▶ [Problem statement]: Among the entries below, take the line with "#[derive(StructOpt)]" and the line with "None => return", and output them and every line between them exactly, with nothing else.
::: Entries supplied
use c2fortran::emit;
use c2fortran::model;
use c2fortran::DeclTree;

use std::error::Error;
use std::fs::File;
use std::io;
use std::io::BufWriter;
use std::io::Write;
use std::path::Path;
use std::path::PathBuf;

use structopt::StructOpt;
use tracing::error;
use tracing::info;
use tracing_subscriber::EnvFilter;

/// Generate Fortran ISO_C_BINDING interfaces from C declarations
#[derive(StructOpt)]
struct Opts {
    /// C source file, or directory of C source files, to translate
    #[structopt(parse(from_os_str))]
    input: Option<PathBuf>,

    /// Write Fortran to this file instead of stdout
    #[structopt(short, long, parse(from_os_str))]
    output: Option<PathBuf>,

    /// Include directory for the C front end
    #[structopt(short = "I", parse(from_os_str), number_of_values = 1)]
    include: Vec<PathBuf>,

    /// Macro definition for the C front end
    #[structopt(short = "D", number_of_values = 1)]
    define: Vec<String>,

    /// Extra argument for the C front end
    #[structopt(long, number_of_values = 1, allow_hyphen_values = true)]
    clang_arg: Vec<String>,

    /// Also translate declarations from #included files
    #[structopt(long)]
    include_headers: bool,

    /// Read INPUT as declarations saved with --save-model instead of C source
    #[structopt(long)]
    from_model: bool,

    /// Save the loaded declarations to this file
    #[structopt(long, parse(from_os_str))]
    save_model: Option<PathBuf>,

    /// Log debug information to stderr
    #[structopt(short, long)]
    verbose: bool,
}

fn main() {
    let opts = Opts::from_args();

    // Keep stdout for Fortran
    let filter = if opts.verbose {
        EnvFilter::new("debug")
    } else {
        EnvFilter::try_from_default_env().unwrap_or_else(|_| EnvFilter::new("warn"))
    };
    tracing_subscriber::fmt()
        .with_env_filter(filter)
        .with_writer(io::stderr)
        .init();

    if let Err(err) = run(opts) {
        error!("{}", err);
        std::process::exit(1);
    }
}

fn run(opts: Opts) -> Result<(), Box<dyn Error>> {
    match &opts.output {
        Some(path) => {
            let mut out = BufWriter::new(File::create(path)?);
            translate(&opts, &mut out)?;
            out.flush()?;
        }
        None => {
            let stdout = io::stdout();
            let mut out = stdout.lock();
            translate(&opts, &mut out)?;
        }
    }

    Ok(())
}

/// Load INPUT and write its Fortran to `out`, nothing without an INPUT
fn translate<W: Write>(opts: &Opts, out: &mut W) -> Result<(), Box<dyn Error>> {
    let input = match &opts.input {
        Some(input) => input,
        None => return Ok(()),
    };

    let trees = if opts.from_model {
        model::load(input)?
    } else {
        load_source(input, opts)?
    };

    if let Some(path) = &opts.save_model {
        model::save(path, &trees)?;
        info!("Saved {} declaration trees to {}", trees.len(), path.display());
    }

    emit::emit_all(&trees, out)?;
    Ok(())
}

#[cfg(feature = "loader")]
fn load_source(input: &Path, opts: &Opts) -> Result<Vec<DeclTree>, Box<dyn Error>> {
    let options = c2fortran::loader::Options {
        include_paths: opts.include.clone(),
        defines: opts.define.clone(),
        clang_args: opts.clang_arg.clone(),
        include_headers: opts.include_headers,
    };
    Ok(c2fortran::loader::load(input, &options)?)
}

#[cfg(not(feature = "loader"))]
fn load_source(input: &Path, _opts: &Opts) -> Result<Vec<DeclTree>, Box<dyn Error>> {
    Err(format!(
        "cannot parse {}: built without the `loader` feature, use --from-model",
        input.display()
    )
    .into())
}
::::::
▶ [Written answer]:
#[derive(StructOpt)]
struct Opts {
    /// C source file, or directory of C source files, to translate
    #[structopt(parse(from_os_str))]
    input: Option<PathBuf>,

    /// Write Fortran to this file instead of stdout
    #[structopt(short, long, parse(from_os_str))]
    output: Option<PathBuf>,

    /// Include directory for the C front end
    #[structopt(short = "I", parse(from_os_str), number_of_values = 1)]
    include: Vec<PathBuf>,

    /// Macro definition for the C front end
    #[structopt(short = "D", number_of_values = 1)]
    define: Vec<String>,

    /// Extra argument for the C front end
    #[structopt(long, number_of_values = 1, allow_hyphen_values = true)]
    clang_arg: Vec<String>,

    /// Also translate declarations from #included files
    #[structopt(long)]
    include_headers: bool,

    /// Read INPUT as declarations saved with --save-model instead of C source
    #[structopt(long)]
    from_model: bool,

    /// Save the loaded declarations to this file
    #[structopt(long, parse(from_os_str))]
    save_model: Option<PathBuf>,

    /// Log debug information to stderr
    #[structopt(short, long)]
    verbose: bool,
}

fn main() {
    let opts = Opts::from_args();

    // Keep stdout for Fortran
    let filter = if opts.verbose {
        EnvFilter::new("debug")
    } else {
        EnvFilter::try_from_default_env().unwrap_or_else(|_| EnvFilter::new("warn"))
    };
    tracing_subscriber::fmt()
        .with_env_filter(filter)
        .with_writer(io::stderr)
        .init();

    if let Err(err) = run(opts) {
        error!("{}", err);
        std::process::exit(1);
    }
}

fn run(opts: Opts) -> Result<(), Box<dyn Error>> {
    match &opts.output {
        Some(path) => {
            let mut out = BufWriter::new(File::create(path)?);
            translate(&opts, &mut out)?;
            out.flush()?;
        }
        None => {
            let stdout = io::stdout();
            let mut out = stdout.lock();
            translate(&opts, &mut out)?;
        }
    }

    Ok(())
}

/// Load INPUT and write its Fortran to `out`, nothing without an INPUT
fn translate<W: Write>(opts: &Opts, out: &mut W) -> Result<(), Box<dyn Error>> {
    let input = match &opts.input {
        Some(input) => input,
        None => return Ok(()),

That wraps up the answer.